(Working data Opens)
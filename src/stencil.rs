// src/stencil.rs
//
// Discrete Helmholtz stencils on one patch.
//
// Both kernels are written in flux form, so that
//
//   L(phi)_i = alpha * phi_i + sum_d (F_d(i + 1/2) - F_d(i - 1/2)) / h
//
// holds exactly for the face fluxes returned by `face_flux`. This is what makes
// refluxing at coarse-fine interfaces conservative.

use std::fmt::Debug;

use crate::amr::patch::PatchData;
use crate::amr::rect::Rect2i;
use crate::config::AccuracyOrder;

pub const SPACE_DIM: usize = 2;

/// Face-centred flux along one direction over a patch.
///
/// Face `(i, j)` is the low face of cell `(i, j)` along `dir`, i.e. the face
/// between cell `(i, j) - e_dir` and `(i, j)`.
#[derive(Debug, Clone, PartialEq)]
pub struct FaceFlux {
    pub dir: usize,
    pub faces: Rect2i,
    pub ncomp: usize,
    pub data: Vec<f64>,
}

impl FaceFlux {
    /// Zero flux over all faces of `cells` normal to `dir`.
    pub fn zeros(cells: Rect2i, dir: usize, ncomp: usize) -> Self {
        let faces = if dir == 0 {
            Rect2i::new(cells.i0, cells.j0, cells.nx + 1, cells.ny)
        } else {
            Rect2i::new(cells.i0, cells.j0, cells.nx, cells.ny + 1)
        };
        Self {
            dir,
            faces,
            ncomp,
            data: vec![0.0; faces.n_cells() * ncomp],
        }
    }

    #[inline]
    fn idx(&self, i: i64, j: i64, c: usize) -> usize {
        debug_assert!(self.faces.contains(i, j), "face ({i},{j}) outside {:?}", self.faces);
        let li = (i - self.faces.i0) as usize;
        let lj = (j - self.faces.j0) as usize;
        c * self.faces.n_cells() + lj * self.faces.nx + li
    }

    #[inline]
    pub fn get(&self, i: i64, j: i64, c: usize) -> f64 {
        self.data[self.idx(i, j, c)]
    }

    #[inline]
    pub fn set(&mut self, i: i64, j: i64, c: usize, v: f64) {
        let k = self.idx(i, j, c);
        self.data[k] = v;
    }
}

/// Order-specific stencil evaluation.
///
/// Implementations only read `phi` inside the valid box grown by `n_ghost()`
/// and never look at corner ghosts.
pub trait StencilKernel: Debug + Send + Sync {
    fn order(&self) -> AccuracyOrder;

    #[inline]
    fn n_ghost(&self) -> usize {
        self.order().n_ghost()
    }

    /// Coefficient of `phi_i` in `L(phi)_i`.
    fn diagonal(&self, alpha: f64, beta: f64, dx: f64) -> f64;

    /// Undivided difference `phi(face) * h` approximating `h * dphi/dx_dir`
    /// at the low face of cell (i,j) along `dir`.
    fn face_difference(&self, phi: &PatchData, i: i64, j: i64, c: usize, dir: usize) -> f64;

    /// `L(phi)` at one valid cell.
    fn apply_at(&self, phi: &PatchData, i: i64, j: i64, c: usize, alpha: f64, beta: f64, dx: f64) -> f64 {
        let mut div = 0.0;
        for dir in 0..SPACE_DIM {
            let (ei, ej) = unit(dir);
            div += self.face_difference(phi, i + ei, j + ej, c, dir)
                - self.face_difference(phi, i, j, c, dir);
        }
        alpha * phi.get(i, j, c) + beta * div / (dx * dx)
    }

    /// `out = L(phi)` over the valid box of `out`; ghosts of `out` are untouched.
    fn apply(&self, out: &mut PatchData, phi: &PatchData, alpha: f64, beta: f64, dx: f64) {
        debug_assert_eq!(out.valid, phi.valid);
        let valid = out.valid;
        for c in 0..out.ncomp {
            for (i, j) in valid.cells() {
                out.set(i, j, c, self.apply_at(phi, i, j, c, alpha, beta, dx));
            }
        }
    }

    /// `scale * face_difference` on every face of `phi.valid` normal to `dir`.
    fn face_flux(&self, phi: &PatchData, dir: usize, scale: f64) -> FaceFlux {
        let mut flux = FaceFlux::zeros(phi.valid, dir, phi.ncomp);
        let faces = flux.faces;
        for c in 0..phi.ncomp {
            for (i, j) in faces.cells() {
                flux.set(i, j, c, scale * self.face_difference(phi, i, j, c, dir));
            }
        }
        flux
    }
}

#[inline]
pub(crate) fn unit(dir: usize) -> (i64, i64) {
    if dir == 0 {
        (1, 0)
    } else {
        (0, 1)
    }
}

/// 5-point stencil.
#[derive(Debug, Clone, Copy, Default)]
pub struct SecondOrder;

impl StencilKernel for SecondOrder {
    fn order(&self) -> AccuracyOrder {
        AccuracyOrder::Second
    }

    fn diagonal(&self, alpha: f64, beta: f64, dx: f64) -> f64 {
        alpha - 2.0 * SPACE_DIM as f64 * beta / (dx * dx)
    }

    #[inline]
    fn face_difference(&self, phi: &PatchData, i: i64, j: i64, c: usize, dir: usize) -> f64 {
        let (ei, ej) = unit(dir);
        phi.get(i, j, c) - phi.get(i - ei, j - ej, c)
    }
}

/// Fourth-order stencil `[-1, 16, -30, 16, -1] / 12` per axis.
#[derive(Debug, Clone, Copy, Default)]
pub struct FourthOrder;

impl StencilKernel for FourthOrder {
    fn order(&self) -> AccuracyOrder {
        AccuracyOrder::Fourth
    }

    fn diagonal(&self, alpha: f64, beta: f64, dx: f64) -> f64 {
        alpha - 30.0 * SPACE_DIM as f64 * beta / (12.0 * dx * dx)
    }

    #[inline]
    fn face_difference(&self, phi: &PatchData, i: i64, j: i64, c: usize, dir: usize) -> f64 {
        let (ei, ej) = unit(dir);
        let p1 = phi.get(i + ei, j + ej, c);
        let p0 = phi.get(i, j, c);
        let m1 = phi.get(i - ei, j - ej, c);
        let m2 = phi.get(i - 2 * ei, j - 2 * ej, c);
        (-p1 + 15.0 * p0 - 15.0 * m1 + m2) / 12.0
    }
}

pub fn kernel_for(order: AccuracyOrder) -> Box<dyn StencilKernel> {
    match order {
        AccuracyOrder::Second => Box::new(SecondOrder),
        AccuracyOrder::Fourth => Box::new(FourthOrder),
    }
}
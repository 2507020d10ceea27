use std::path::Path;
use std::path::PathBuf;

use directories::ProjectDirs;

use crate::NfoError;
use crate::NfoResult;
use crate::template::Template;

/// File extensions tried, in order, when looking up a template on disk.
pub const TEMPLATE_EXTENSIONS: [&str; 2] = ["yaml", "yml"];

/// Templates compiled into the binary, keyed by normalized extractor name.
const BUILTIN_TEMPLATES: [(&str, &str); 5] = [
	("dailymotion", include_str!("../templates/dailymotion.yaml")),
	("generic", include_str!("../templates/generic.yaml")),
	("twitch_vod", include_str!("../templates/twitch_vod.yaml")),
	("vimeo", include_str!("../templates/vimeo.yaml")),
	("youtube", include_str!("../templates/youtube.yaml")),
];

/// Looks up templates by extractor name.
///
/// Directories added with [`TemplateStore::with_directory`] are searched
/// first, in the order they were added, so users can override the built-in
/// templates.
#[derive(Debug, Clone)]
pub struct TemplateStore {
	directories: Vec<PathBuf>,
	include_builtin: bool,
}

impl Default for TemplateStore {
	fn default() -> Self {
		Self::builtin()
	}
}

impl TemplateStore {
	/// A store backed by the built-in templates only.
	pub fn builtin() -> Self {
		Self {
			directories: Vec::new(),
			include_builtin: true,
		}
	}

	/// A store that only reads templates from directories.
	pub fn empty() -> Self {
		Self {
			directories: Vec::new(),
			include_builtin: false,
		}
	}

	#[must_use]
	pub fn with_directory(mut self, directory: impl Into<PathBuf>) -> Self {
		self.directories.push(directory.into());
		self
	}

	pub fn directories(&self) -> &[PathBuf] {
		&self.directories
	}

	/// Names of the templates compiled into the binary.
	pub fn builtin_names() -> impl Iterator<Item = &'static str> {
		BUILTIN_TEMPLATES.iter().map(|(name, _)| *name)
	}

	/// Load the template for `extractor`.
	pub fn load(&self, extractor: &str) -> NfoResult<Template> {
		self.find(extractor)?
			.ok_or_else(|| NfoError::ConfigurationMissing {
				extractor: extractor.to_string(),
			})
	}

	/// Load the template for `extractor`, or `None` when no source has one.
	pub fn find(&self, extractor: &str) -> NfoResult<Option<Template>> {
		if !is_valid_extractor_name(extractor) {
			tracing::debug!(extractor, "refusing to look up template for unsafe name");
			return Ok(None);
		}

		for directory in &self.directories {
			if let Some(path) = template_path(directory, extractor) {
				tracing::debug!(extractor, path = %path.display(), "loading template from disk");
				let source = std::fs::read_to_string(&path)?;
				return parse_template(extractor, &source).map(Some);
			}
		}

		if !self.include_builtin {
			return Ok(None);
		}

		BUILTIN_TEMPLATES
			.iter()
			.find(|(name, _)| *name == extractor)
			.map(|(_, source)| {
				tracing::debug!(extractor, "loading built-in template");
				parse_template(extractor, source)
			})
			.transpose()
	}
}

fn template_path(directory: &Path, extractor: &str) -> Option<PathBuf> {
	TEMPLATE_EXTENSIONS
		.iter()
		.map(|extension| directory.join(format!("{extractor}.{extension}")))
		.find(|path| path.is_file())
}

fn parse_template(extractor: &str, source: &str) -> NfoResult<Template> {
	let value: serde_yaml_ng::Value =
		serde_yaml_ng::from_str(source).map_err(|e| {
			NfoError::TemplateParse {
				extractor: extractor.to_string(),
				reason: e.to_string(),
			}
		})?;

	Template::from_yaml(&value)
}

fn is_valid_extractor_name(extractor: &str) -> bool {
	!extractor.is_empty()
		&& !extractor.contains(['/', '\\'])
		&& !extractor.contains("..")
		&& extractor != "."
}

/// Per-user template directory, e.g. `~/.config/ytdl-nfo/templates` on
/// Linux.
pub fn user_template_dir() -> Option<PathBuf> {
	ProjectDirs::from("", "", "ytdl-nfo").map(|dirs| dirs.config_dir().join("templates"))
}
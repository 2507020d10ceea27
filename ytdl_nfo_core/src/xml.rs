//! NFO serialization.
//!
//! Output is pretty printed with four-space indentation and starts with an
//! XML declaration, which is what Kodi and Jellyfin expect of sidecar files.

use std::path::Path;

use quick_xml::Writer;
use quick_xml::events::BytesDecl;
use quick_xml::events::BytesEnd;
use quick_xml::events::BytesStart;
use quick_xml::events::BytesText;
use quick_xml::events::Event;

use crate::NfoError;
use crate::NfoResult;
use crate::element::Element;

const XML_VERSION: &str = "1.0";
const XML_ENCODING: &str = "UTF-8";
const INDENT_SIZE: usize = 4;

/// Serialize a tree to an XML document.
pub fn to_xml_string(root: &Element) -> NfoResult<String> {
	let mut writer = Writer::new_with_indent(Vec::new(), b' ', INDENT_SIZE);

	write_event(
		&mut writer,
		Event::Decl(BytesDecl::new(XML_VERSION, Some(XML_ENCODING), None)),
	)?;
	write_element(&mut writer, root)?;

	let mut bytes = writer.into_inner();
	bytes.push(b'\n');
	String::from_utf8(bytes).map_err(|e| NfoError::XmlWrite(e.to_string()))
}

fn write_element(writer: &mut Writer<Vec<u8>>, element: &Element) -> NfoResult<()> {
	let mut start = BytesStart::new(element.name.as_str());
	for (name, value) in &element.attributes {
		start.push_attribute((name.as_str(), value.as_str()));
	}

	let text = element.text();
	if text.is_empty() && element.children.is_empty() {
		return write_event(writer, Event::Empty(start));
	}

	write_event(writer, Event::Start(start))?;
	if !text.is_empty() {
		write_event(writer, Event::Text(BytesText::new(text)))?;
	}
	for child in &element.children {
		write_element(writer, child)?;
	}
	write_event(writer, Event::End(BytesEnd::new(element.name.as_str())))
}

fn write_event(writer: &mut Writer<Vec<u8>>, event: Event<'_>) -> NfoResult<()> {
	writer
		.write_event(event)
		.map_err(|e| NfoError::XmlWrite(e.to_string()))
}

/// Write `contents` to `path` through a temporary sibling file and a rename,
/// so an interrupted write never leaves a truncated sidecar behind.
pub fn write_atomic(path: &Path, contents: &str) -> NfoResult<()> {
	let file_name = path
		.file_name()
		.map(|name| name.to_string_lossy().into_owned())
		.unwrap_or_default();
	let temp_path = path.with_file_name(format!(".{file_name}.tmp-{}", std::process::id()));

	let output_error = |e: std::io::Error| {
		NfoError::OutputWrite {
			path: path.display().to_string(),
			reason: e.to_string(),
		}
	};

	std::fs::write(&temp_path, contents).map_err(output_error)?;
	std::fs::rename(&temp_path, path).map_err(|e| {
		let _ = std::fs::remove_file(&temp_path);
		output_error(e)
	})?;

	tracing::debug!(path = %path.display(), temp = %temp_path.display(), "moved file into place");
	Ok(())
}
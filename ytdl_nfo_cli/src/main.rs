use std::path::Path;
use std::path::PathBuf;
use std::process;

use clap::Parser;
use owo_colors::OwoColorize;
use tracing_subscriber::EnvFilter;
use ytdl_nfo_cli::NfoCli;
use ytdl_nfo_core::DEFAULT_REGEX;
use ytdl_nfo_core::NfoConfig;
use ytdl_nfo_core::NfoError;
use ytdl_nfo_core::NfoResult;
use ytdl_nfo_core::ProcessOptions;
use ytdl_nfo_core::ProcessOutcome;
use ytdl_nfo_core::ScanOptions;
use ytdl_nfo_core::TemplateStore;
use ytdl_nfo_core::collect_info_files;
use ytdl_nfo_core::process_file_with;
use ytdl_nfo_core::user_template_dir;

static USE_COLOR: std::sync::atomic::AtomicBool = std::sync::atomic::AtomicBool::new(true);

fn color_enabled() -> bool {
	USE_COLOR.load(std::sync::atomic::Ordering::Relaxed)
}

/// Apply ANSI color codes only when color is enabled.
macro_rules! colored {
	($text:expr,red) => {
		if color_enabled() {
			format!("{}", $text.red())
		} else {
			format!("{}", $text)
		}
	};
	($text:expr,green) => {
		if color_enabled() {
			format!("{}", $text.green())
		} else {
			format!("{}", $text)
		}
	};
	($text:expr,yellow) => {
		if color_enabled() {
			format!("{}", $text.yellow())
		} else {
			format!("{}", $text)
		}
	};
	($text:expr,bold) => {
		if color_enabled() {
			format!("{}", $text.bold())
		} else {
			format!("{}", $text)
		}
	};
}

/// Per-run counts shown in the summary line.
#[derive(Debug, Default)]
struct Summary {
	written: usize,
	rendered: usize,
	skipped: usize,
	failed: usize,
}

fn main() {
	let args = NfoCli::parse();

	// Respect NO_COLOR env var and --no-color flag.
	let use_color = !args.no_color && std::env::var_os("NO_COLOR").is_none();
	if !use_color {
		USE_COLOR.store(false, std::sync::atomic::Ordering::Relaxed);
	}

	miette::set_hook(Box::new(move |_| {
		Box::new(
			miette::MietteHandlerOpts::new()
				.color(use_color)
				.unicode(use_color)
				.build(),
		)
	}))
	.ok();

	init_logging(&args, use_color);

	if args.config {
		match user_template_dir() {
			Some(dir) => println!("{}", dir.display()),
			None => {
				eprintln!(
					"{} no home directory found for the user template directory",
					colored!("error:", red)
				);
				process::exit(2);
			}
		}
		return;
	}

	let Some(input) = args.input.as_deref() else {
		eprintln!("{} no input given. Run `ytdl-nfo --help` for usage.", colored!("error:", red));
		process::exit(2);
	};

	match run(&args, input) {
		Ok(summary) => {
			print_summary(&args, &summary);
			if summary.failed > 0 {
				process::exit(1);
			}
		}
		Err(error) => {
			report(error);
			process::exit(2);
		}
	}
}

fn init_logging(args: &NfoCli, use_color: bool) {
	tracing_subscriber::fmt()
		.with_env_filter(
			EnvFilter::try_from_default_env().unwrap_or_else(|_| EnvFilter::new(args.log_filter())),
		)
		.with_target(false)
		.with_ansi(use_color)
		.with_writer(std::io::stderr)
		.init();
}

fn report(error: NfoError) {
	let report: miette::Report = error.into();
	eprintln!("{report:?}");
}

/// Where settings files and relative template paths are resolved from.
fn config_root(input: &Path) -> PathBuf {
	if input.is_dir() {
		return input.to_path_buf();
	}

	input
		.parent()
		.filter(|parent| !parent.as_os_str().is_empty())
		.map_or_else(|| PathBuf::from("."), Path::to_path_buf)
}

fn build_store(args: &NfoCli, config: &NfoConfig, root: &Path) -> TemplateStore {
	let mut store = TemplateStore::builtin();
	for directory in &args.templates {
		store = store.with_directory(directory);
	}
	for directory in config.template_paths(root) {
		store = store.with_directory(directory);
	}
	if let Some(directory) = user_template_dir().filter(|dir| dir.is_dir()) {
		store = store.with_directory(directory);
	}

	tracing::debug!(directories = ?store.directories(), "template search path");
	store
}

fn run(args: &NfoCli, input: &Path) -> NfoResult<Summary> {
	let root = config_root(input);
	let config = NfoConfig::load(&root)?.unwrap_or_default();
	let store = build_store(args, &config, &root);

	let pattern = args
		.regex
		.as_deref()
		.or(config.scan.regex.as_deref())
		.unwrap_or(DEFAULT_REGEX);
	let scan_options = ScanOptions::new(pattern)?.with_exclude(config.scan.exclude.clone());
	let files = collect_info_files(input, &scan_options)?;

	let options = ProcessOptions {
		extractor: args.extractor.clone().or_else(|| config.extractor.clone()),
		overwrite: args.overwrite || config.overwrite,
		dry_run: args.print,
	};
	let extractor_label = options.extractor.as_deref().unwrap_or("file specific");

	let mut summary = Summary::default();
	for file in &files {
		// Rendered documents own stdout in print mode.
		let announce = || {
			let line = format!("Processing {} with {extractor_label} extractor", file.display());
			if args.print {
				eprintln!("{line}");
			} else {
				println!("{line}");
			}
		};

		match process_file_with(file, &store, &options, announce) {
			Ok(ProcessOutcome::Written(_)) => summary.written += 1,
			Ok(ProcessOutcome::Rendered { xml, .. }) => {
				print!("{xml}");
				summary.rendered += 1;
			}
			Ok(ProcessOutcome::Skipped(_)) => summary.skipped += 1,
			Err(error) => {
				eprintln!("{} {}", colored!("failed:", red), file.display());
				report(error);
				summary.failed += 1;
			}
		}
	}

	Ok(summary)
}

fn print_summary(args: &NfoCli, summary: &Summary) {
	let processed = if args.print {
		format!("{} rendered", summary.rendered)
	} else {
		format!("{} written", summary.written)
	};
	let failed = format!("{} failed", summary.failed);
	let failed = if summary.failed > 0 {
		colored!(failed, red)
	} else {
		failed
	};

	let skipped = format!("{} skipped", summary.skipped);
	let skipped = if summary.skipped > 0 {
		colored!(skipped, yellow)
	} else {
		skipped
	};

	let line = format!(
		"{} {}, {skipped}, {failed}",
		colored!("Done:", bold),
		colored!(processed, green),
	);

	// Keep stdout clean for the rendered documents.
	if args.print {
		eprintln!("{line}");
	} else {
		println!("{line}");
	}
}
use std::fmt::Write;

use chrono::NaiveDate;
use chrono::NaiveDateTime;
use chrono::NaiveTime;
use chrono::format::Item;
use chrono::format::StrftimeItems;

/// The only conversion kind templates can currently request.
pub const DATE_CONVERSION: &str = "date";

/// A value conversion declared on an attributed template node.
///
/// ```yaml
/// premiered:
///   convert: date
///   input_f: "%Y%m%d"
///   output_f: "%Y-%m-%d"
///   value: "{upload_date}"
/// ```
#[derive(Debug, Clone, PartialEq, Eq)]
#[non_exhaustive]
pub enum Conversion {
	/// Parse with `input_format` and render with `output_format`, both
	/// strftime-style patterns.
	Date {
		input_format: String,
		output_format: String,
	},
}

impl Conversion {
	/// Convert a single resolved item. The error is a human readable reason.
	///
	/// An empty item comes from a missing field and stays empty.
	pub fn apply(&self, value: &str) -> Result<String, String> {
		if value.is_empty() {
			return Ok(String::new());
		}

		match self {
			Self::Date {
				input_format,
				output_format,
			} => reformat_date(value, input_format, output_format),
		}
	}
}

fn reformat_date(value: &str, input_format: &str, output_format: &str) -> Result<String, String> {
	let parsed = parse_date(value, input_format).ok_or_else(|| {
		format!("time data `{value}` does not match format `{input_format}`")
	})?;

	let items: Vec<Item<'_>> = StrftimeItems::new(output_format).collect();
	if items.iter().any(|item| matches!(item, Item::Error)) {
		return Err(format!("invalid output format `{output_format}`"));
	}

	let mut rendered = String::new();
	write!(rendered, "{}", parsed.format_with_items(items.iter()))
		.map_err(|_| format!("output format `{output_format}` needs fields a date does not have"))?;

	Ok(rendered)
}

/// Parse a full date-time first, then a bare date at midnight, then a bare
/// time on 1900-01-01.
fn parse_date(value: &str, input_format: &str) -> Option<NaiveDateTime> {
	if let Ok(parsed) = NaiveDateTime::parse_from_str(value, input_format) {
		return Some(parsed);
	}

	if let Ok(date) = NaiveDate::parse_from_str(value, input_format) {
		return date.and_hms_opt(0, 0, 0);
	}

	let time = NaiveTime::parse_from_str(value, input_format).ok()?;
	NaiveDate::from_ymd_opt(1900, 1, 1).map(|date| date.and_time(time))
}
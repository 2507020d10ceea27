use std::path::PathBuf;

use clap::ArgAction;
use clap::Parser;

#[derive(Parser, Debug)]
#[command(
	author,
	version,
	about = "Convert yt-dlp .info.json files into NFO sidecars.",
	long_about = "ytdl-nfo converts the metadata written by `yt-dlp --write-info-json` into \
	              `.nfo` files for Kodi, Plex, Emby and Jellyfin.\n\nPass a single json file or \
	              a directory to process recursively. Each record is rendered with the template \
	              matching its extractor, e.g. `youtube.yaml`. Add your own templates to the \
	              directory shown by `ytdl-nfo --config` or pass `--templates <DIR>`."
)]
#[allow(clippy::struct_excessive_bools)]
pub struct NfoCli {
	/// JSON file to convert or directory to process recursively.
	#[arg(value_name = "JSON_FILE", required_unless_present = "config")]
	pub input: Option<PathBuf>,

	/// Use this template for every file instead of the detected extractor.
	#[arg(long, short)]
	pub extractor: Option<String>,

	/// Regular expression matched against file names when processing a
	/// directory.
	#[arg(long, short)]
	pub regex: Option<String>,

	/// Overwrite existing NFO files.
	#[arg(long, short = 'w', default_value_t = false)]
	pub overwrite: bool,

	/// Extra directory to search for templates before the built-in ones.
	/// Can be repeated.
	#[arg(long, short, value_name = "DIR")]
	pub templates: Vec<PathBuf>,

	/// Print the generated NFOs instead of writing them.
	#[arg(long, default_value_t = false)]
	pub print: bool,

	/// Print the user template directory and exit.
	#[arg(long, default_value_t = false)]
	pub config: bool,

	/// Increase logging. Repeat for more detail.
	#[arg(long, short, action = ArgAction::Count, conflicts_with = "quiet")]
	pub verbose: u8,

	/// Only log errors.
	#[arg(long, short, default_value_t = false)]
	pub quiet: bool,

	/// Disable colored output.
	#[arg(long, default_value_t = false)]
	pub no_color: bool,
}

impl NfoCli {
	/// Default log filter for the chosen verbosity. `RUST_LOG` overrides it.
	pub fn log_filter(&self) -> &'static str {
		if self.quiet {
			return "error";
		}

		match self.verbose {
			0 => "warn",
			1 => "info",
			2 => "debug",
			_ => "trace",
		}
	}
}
(Working data Closes)
Exercise - What is needed is the number of lines in the data that hold the word "ScanOptions", with nothing added.

Written solution - 2